St. John's Kadary Richmond benefited from temporary loss of Deivon Smith, and it ultimately made the team better, too

St. John's head coach Rick Pitino, left, talks with Kadary Richmond during the first half of an NCAA men's basketball game against Marquette on Tuesday at Mdison Square Garden. Credit: AP/Seth Wenig
STORRS, Conn.
As the minutes grew shorter and the contest more intense on Tuesday night, Deivon Smith finally seemed to be rounding back into form. After suffering a right shoulder injury that required two cortisone injections and forced him to miss three games and play hampered in a couple of others, the St. John’s point guard looked more and more the way he had before the Jan. 11 collision with Villanova’s Wooga Poplar.
He made all three of his shots in the final five minutes and showed no fear of contact as the 12th-ranked Red Storm took down No. 11 Marquette, 70-64, at the Garden.
Getting back the vintage Smith is nothing but good news for St. John’s. The Red Storm were looking at another major hill to climb at No. 19 Connecticut on Friday night and face another road game against Villanova on Wednesday.
What might be even more interesting is the way the Red Storm were transformed while Smith was either absent or not at full strength.
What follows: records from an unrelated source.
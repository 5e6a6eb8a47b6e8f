//! In-memory sink that records every interaction.

use std::io;

use super::InteractionSink;

/// One interaction observed by a [`RecordingSink`].
#[derive(Debug, Clone, PartialEq, Eq)]
pub enum SinkEvent {
    Output(String),
    BeginPrompt,
    CompletionPrompt,
}

/// Scripted sink for tests and embedding: prompts return immediately and
/// everything is recorded in order.
#[derive(Debug, Default)]
pub struct RecordingSink {
    events: Vec<SinkEvent>,
}

impl RecordingSink {
    pub fn new() -> Self {
        Self::default()
    }

    /// All events in the order they happened.
    pub fn events(&self) -> &[SinkEvent] {
        &self.events
    }

    /// Concatenation of all emitted text.
    pub fn transcript(&self) -> String {
        self.events
            .iter()
            .filter_map(|e| match e {
                SinkEvent::Output(text) => Some(text.as_str()),
                _ => None,
            })
            .collect()
    }

    /// Number of "begin" prompts seen.
    pub fn begin_prompts(&self) -> usize {
        self.events.iter().filter(|e| **e == SinkEvent::BeginPrompt).count()
    }

    /// Number of "step complete" prompts seen.
    pub fn completion_prompts(&self) -> usize {
        self.events.iter().filter(|e| **e == SinkEvent::CompletionPrompt).count()
    }
}

impl InteractionSink for RecordingSink {
    fn output(&mut self, text: &str) -> io::Result<()> {
        self.events.push(SinkEvent::Output(text.to_string()));
        Ok(())
    }

    fn prompt_to_begin(&mut self) -> io::Result<()> {
        self.events.push(SinkEvent::BeginPrompt);
        Ok(())
    }

    fn prompt_step_completion(&mut self) -> io::Result<()> {
        self.events.push(SinkEvent::CompletionPrompt);
        Ok(())
    }
}
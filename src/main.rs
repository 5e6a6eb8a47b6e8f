//! donothing - step-by-step runbooks for your terminal.
//!
//! Runs procedures that mix manual checklists with automated steps.

use std::io;
use std::path::{Path, PathBuf};

use anyhow::{Context, Result};
use clap::{CommandFactory, Parser, Subcommand};
use clap_complete::{generate, Shell};
use tracing_subscriber::{fmt, prelude::*, EnvFilter};

use donothing::procedure::{discover_procedures, parse_procedure, ProcedureFile};
use donothing::{Config, InteractionSink, RunConfig, State, UnattendedSink};

/// Step-by-step runbooks that mix manual checklists with automation
#[derive(Parser)]
#[command(name = "donothing")]
#[command(author, version, about, long_about = None)]
#[command(propagate_version = true)]
struct Cli {
    /// Subcommand to run
    #[command(subcommand)]
    command: Commands,

    /// Enable verbose logging
    #[arg(short, long, global = true)]
    verbose: bool,

    /// Use this config file instead of the default locations
    #[arg(long, global = true, env = "DONOTHING_CONFIG")]
    config: Option<PathBuf>,
}

#[derive(Subcommand)]
enum Commands {
    /// Run a procedure step by step
    Run {
        /// Procedure name or path to a procedure file
        target: String,

        /// Seed state before the first step (key=value)
        #[arg(short, long)]
        var: Vec<String>,

        /// Don't wait for confirmation at any prompt
        #[arg(short = 'y', long)]
        yes: bool,

        /// Print the final state as JSON once the procedure completes
        #[arg(long)]
        emit_state: bool,
    },

    /// Print a procedure's steps without running anything
    Show {
        /// Procedure name or path to a procedure file
        target: String,
    },

    /// List discovered procedures
    List {
        /// Output format (text, json)
        #[arg(short, long, default_value = "text")]
        format: String,
    },

    /// Show configuration
    Config {
        /// Show config file path
        #[arg(long)]
        path: bool,
    },

    /// Generate shell completions
    Completions {
        /// Shell to generate completions for
        shell: Shell,
    },
}

fn main() -> Result<()> {
    let cli = Cli::parse();

    // Setup logging; stdout is reserved for the procedure itself
    let filter = if cli.verbose { EnvFilter::new("debug") } else { EnvFilter::new("warn") };

    tracing_subscriber::registry()
        .with(fmt::layer().with_target(false).with_writer(io::stderr))
        .with(filter)
        .init();

    let config = match cli.config {
        Some(ref path) => Config::load_from_file(path)
            .with_context(|| format!("Failed to load config from {}", path.display()))?,
        None => Config::load().context("Failed to load config")?,
    };

    match cli.command {
        Commands::Run { target, var, yes, emit_state } => {
            cmd_run(&config, &target, &var, yes, emit_state)?;
        }
        Commands::Show { target } => {
            cmd_show(&config, &target)?;
        }
        Commands::List { format } => {
            cmd_list(&config, &format)?;
        }
        Commands::Config { path } => {
            cmd_config(&config, cli.config.as_deref(), path)?;
        }
        Commands::Completions { shell } => {
            cmd_completions(shell);
        }
    }

    Ok(())
}

/// Run a procedure.
fn cmd_run(
    config: &Config,
    target: &str,
    vars: &[String],
    yes: bool,
    emit_state: bool,
) -> Result<()> {
    let shell = config.general.shell.as_deref();
    let procedure = find_procedure(config, target)?.into_procedure(shell);
    let seed = parse_vars(vars)?;

    let sink: Box<dyn InteractionSink> =
        if yes { Box::new(UnattendedSink::stdout()) } else { Box::new(config.console_sink()) };
    let mut run_config: RunConfig = RunConfig { renderer: Box::new(config.renderer()), sink };

    let state = procedure
        .execute_with_state(&mut run_config, seed)
        .with_context(|| format!("Procedure '{}' did not complete", procedure.title))?;

    tracing::debug!(state = ?state, "Final state");

    if emit_state {
        println!("{}", serde_json::to_string_pretty(&state)?);
    }

    Ok(())
}

/// Print a procedure outline.
fn cmd_show(config: &Config, target: &str) -> Result<()> {
    let shell = config.general.shell.as_deref();
    let procedure = find_procedure(config, target)?.into_procedure(shell);
    print!("{}", config.renderer().outline(&procedure));
    Ok(())
}

/// List discovered procedures.
fn cmd_list(config: &Config, format: &str) -> Result<()> {
    let cwd = std::env::current_dir()?;
    let procedures = discover_procedures(&cwd, &config.general.expanded_procedure_dirs())?;

    match format {
        "json" => {
            let entries: Vec<_> = procedures
                .iter()
                .map(|(name, file)| {
                    serde_json::json!({
                        "name": name,
                        "title": file.title,
                        "description": file.description,
                        "steps": file.steps.len(),
                    })
                })
                .collect();
            println!("{}", serde_json::to_string_pretty(&entries)?);
        }
        "text" => {
            if procedures.is_empty() {
                println!("No procedures found.");
                return Ok(());
            }
            for (name, file) in &procedures {
                println!("{name:<20} {} ({} steps)", file.title, file.steps.len());
            }
        }
        other => anyhow::bail!("Unknown format '{}' (expected text or json)", other),
    }

    Ok(())
}

/// Show configuration.
fn cmd_config(config: &Config, explicit: Option<&Path>, path_only: bool) -> Result<()> {
    if path_only {
        let path = match explicit {
            Some(path) => path.to_path_buf(),
            None => Config::config_dir()
                .map(|d| d.join("config.toml"))
                .ok_or_else(|| anyhow::anyhow!("Could not determine config directory"))?,
        };
        println!("{}", path.display());
        return Ok(());
    }

    print!("{}", toml::to_string_pretty(config)?);
    Ok(())
}

/// Generate shell completions.
fn cmd_completions(shell: Shell) {
    let mut cmd = Cli::command();
    generate(shell, &mut cmd, "donothing", &mut io::stdout());
}

/// Resolve a procedure by file path or by discovered name.
fn find_procedure(config: &Config, target: &str) -> Result<ProcedureFile> {
    let path = Path::new(target);
    if path.is_file() {
        return parse_procedure(path)
            .with_context(|| format!("Failed to parse procedure {}", path.display()));
    }

    let cwd = std::env::current_dir()?;
    discover_procedures(&cwd, &config.general.expanded_procedure_dirs())?
        .into_iter()
        .find(|(name, _)| name == target)
        .map(|(_, file)| file)
        .ok_or_else(|| anyhow::anyhow!("Procedure '{}' not found", target))
}

/// Parse `key=value` assignments into a seed state.
fn parse_vars(vars: &[String]) -> Result<State> {
    let mut state = State::new();
    for var in vars {
        let Some((key, value)) = var.split_once('=') else {
            anyhow::bail!("Invalid variable '{}' (expected key=value)", var);
        };
        if key.is_empty() {
            anyhow::bail!("Invalid variable '{}' (empty key)", var);
        }
        state.insert(key, value);
    }
    Ok(state)
}
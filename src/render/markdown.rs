//! Markdown renderer.

use super::Renderer;
use crate::procedure::{substitute, Automation, Procedure, ProcedureResult, State, Step, Value};

const DEFAULT_COMPLETION_MESSAGE: &str = "done!";

/// Renders procedures as Markdown text.
#[derive(Debug, Clone)]
pub struct MarkdownRenderer {
    /// Text of the final completion notice
    completion_message: String,
}

impl Default for MarkdownRenderer {
    fn default() -> Self {
        Self { completion_message: DEFAULT_COMPLETION_MESSAGE.to_string() }
    }
}

impl MarkdownRenderer {
    /// Create a renderer with the default completion message.
    pub fn new() -> Self {
        Self::default()
    }

    /// Override the completion message.
    #[must_use]
    pub fn with_completion_message(mut self, message: impl Into<String>) -> Self {
        self.completion_message = message.into();
        self
    }

    /// Render the whole procedure without executing it.
    ///
    /// Instructions are shown verbatim (placeholders are left in place) and
    /// automated steps list what they run and where the result goes.
    pub fn outline(&self, procedure: &Procedure) -> String {
        let state = State::new();
        let mut text = self.header(procedure);

        for (i, step) in procedure.steps().iter().enumerate() {
            text.push_str(&format!("## {}. {}\n\n", i + 1, step.title));

            match &step.automation {
                Some(automation) => {
                    text.push_str(&self.automated_note_for_execution(&state, step));
                    if let Some(description) = automation.description() {
                        text.push_str(&format!("Runs: `{description}`\n\n"));
                    }
                    if !automation.inputs().is_empty() {
                        let inputs: Vec<String> =
                            automation.inputs().iter().map(|k| format!("`{k}`")).collect();
                        text.push_str(&format!("**Inputs**: {}\n\n", inputs.join(", ")));
                    }
                    if let Some(output) = automation.output() {
                        text.push_str(&format!("**Outputs**: `{output}`\n\n"));
                    }
                }
                None => {
                    if let Some(instructions) = &step.instructions {
                        text.push_str(&format!("{instructions}\n\n"));
                    }
                }
            }
        }

        text
    }
}

impl Renderer for MarkdownRenderer {
    fn header(&self, procedure: &Procedure) -> String {
        format!("\n# {}\n\n{}\n\n", procedure.title, procedure.description)
    }

    fn step_title(&self, _state: &State, step: &Step) -> String {
        format!("## {}\n\n", step.title)
    }

    fn step_instructions_for_execution(
        &self,
        state: &State,
        step: &Step,
    ) -> ProcedureResult<String> {
        match &step.instructions {
            Some(instructions) => {
                Ok(format!("{}\n\n", substitute(instructions, state, &step.title)?))
            }
            None => Ok(String::new()),
        }
    }

    fn automated_note_for_execution(&self, _state: &State, _step: &Step) -> String {
        "Executing step automatically.\n\n".to_string()
    }

    fn automated_output(&self, _state: &State, automation: &Automation, result: &Value) -> String {
        format!("**Outputs**:\n  - `{}`: {}\n\n", automation.output().unwrap_or_default(), result)
    }

    fn completion(&self, _procedure: &Procedure) -> String {
        format!("{}\n", self.completion_message)
    }
}
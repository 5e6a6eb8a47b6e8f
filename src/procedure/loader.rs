//! Procedure files.
//!
//! Parses YAML procedure definitions and discovers them on disk.
//!
//! ```yaml
//! title: Rotate credentials
//! description: Rotate the staging database password
//! steps:
//!   - title: Announce
//!     instructions: Post in the channel.
//!   - title: Generate password
//!     run:
//!       command: openssl rand -hex 16
//!       output: password
//!   - title: Store it
//!     instructions: Save ${password} in the vault.
//! ```

use std::collections::HashSet;
use std::path::{Path, PathBuf};

use serde::{Deserialize, Serialize};

use super::command::ShellCommand;
use super::schema::Procedure;
use super::template::placeholders;

/// A procedure as written in a YAML file.
#[derive(Debug, Clone, Serialize, Deserialize)]
pub struct ProcedureFile {
    /// Title of the procedure
    pub title: String,

    /// Description shown under the title
    #[serde(default)]
    pub description: String,

    /// Steps in execution order
    #[serde(default)]
    pub steps: Vec<StepFile>,
}

/// A step as written in a YAML file.
#[derive(Debug, Clone, Serialize, Deserialize)]
pub struct StepFile {
    /// Title of the step
    pub title: String,

    /// Instructions for a manual step
    #[serde(default, skip_serializing_if = "Option::is_none")]
    pub instructions: Option<String>,

    /// Command for an automated step
    #[serde(default, skip_serializing_if = "Option::is_none")]
    pub run: Option<RunFile>,
}

/// The `run` block of an automated step.
#[derive(Debug, Clone, Serialize, Deserialize)]
pub struct RunFile {
    /// Shell command to execute
    pub command: String,

    /// State keys passed as `$1..$n`
    #[serde(default, skip_serializing_if = "Vec::is_empty")]
    pub inputs: Vec<String>,

    /// State key to store stdout under
    #[serde(default, skip_serializing_if = "Option::is_none")]
    pub output: Option<String>,

    /// Working directory for the command
    #[serde(default, skip_serializing_if = "Option::is_none")]
    pub working_dir: Option<String>,
}

impl ProcedureFile {
    /// Build an executable procedure.
    ///
    /// `shell` overrides the shell used for `run` commands.
    pub fn into_procedure(self, shell: Option<&str>) -> Procedure {
        let procedure = Procedure::new(self.title, self.description);

        self.steps.into_iter().fold(procedure, |procedure, step| match step.run {
            Some(run) => {
                let mut command = ShellCommand::new(run.command);
                if let Some(shell) = shell {
                    command = command.with_shell(shell);
                }
                if let Some(dir) = run.working_dir {
                    command = command.with_working_dir(dir);
                }

                let mut automation = command.into_automation().with_inputs(run.inputs);
                if let Some(output) = run.output {
                    automation = automation.with_output(output);
                }
                procedure.add_automated_step(step.title, automation)
            }
            None => procedure.add_step(step.title, step.instructions, None),
        })
    }
}

/// Parse a procedure from a file.
pub fn parse_procedure(path: &Path) -> anyhow::Result<ProcedureFile> {
    let content = std::fs::read_to_string(path)?;
    parse_procedure_str(&content)
}

/// Parse a procedure from a string.
pub fn parse_procedure_str(content: &str) -> anyhow::Result<ProcedureFile> {
    let procedure: ProcedureFile = serde_yaml::from_str(content)?;
    validate_procedure(&procedure)?;
    Ok(procedure)
}

/// Validate a procedure for common errors.
///
/// References to keys no earlier step produces are only warned about, since
/// state may be seeded when the procedure is run.
fn validate_procedure(procedure: &ProcedureFile) -> anyhow::Result<()> {
    if procedure.title.trim().is_empty() {
        anyhow::bail!("Procedure title cannot be empty");
    }

    let mut produced: HashSet<&str> = HashSet::new();

    for (i, step) in procedure.steps.iter().enumerate() {
        if step.title.trim().is_empty() {
            anyhow::bail!("Step {} has no title", i + 1);
        }

        match (&step.instructions, &step.run) {
            (Some(_), Some(_)) => {
                anyhow::bail!("Step '{}' has both instructions and a run command", step.title);
            }
            (Some(instructions), None) => {
                let names = placeholders(instructions)
                    .map_err(|e| anyhow::anyhow!("Step '{}': {}", step.title, e))?;
                for name in names {
                    if !produced.contains(name) {
                        tracing::warn!(
                            step = step.title,
                            key = name,
                            "Instructions reference a key no earlier step produces"
                        );
                    }
                }
            }
            (None, Some(run)) => {
                if run.command.trim().is_empty() {
                    anyhow::bail!("Step '{}' has an empty run command", step.title);
                }
                for input in &run.inputs {
                    if !produced.contains(input.as_str()) {
                        tracing::warn!(
                            step = step.title,
                            key = input,
                            "Command input is not produced by an earlier step"
                        );
                    }
                }
                if let Some(ref output) = run.output {
                    produced.insert(output.as_str());
                }
            }
            (None, None) => {}
        }
    }

    Ok(())
}

/// Discover procedures under `dir` and in any extra directories.
///
/// Looks in `.donothing/procedures/` and `procedures/` under `dir`. Results
/// are sorted by name; files that fail to parse are skipped with a warning.
pub fn discover_procedures(
    dir: &Path,
    extra_dirs: &[PathBuf],
) -> anyhow::Result<Vec<(String, ProcedureFile)>> {
    let mut procedures = Vec::new();

    let candidates = [dir.join(".donothing").join("procedures"), dir.join("procedures")];
    for candidate in candidates.iter().chain(extra_dirs) {
        if candidate.is_dir() {
            procedures.extend(scan_procedure_dir(candidate)?);
        }
    }

    procedures.sort_by(|a, b| a.0.cmp(&b.0));
    Ok(procedures)
}

/// Scan a directory for procedure files.
fn scan_procedure_dir(dir: &Path) -> anyhow::Result<Vec<(String, ProcedureFile)>> {
    let mut procedures = Vec::new();

    for entry in std::fs::read_dir(dir)?.filter_map(Result::ok) {
        let path = entry.path();
        if !path.extension().is_some_and(|e| e == "yaml" || e == "yml") {
            continue;
        }

        match parse_procedure(&path) {
            Ok(procedure) => {
                let name =
                    path.file_stem().and_then(|n| n.to_str()).unwrap_or("unknown").to_string();
                procedures.push((name, procedure));
            }
            Err(e) => {
                tracing::warn!(path = ?path, error = %e, "Failed to parse procedure");
            }
        }
    }

    Ok(procedures)
}

#[cfg(test)]
mod tests {
    use super::*;
    use crate::procedure::Value;

    #[test]
    fn test_parse_valid_procedure() {
        let yaml = r#"
title: Rotate credentials
description: Rotate the staging password
steps:
  - title: Announce
    instructions: Post in the channel.
  - title: Generate
    run:
      command: openssl rand -hex 16
      output: password
  - title: Store
    instructions: Save ${password} in the vault.
"#;

        let file = parse_procedure_str(yaml).unwrap();
        assert_eq!(file.title, "Rotate credentials");
        assert_eq!(file.steps.len(), 3);
        assert_eq!(file.steps[1].run.as_ref().unwrap().output.as_deref(), Some("password"));

        let procedure = file.into_procedure(None);
        assert_eq!(procedure.step_count(), 3);
        assert_eq!(procedure.manual_step_count(), 2);

        let automation = procedure.steps()[1].automation.as_ref().unwrap();
        assert_eq!(automation.output(), Some("password"));
        assert_eq!(automation.description(), Some("openssl rand -hex 16"));
    }

    #[test]
    fn test_empty_step_list_is_valid() {
        let file = parse_procedure_str("title: nothing\n").unwrap();
        assert!(file.steps.is_empty());
        assert!(file.description.is_empty());
    }

    #[test]
    fn test_empty_title_fails() {
        assert!(parse_procedure_str("title: \"\"\nsteps: []\n").is_err());
    }

    #[test]
    fn test_untitled_step_fails() {
        let yaml = r#"
title: test
steps:
  - title: ""
    instructions: something
"#;
        assert!(parse_procedure_str(yaml).is_err());
    }

    #[test]
    fn test_step_with_instructions_and_run_fails() {
        let yaml = r#"
title: test
steps:
  - title: confused
    instructions: do it by hand
    run:
      command: echo automated
"#;
        let err = parse_procedure_str(yaml).unwrap_err();
        assert!(err.to_string().contains("both instructions and a run command"));
    }

    #[test]
    fn test_empty_command_fails() {
        let yaml = r#"
title: test
steps:
  - title: nothing
    run:
      command: "  "
"#;
        assert!(parse_procedure_str(yaml).is_err());
    }

    #[test]
    fn test_malformed_placeholder_fails() {
        let yaml = r#"
title: test
steps:
  - title: broken
    instructions: "costs $5"
"#;
        let err = parse_procedure_str(yaml).unwrap_err();
        assert!(err.to_string().contains("invalid placeholder"));
    }

    #[test]
    fn test_unknown_placeholder_is_allowed() {
        let yaml = r#"
title: test
steps:
  - title: seeded
    instructions: "Deploy ${env}"
"#;
        assert!(parse_procedure_str(yaml).is_ok());
    }

    #[cfg(unix)]
    #[test]
    fn test_file_procedure_runs_commands() {
        use crate::interaction::RecordingSink;
        use crate::procedure::RunConfig;
        use crate::render::MarkdownRenderer;

        let yaml = r#"
title: greet
steps:
  - title: who
    run:
      command: echo world
      output: name
  - title: shout
    run:
      command: printf '%s!' "$1"
      inputs: [name]
      output: shouted
  - title: say
    instructions: "hello, ${shouted}"
"#;

        let procedure = parse_procedure_str(yaml).unwrap().into_procedure(None);
        let mut config = RunConfig::new(MarkdownRenderer::new(), RecordingSink::new());
        let state = procedure.execute(&mut config).unwrap();

        assert_eq!(state.get("shouted"), Some(&Value::from("world!")));
        assert!(config.sink.transcript().contains("hello, world!\n\n"));
    }

    #[test]
    fn test_discover_procedures() {
        let dir = tempfile::tempdir().unwrap();
        let primary = dir.path().join(".donothing").join("procedures");
        let extra = tempfile::tempdir().unwrap();
        std::fs::create_dir_all(&primary).unwrap();

        std::fs::write(primary.join("release.yaml"), "title: Release\n").unwrap();
        std::fs::write(primary.join("broken.yml"), "title: [unterminated").unwrap();
        std::fs::write(primary.join("notes.txt"), "title: Not a procedure\n").unwrap();
        std::fs::write(extra.path().join("audit.yml"), "title: Audit\n").unwrap();

        let found = discover_procedures(dir.path(), &[extra.path().to_path_buf()]).unwrap();
        let names: Vec<_> = found.iter().map(|(n, _)| n.as_str()).collect();

        assert_eq!(names, vec!["audit", "release"]);
        assert_eq!(found[1].1.title, "Release");
    }

    #[test]
    fn test_discover_in_missing_dir() {
        let dir = tempfile::tempdir().unwrap();
        assert!(discover_procedures(dir.path(), &[]).unwrap().is_empty());
    }
}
He had been doing more than half the ballhandling, often pushing the pace or starting a fast break with a defensive rebound — coach Rick Pitino has said he’s been the team’s best defensive rebounder — but without him available, it put the ball in Kadary Richmond’s hands significantly more often.
That’s how Richmond thrived for three seasons at Seton Hall before becoming the highest-profile mover in the NCAA transfer portal last season. The 6-6 guard has become the difference-maker St. John’s imagined.
During the first 17 games of the season, including the win over Villanova in which Smith got hurt, Richmond averaged 10.8 points, 5.2 rebounds and 4.5 assists and shot 46%. In the six games since then — three in which Smith was on the court again — Richmond averaged 16.0 points, 6.5 rebounds and 6.0 assists and shot 60%.
By no means are we suggesting direct cause and effect. Richmond already was beginning to adapt to the fast pace Pitino has wanted to play and his level of fitness was much improved. But we are suggesting the Red Storm learned a slightly different way to win games, and they did it without dropping a single contest.
They added a tool to their toolbox. And now they add a healthy Smith to it.
“Over the last few minutes of the [Marquette] game, I kind of like felt like myself,” Smith said Thursday on a Zoom conference before practice. “It was just getting out there with the guys playing with that group, getting comfortable again with them.
“They’ve done an excellent job while I’ve been out, and just they’ve built like that,” he added. “They’re playing at their own pace, and this is kind of fun to see like [from] the bench, because they handled a lot of situations well when a lot of people doubted.”
Smith came off the bench in last Saturday’s win over Providence as well as the Marquette game and adapted to the pace the Red Storm were playing — still fast by most measures — and then adding on.
Asked about the recent changes he’s seen in Richmond, Smith said, “He’s been playing a lot faster, but he has a good change of speed.”
In the win over Marquette, the program’s biggest regular-season game in more than a quarter-century, Richmond had 18 points, 11 rebounds and eight assists in 37 minutes.
“Kadary has been very well-coached at Seton Hall, as we know, but he’s taken his game [up] from a conditioning standpoint, from an offensive standpoint,” Pitino said. “He plays now full court and hard the entire night.”
“His jump shot is improving. His mid-range game is crazy right now,” Smith said. “I just think he’s super-comfortable. He knows nobody could guard him . . . I think all five guys on the court really have that mentality and kind of feed off each other.”
Connecticut coach Dan Hurley said containing Richmond has grown into a major concern the past couple of weeks.
“He absolutely is dominant, and these last couple performances?” Hurley said. “You know, he’s always had great physical ability, and now he’s got tremendous experience and now he’s on the best team he’s been on.”
This truly is the best team Richmond has been on, and with him at his peak and the return of Smith, it might be getting even better.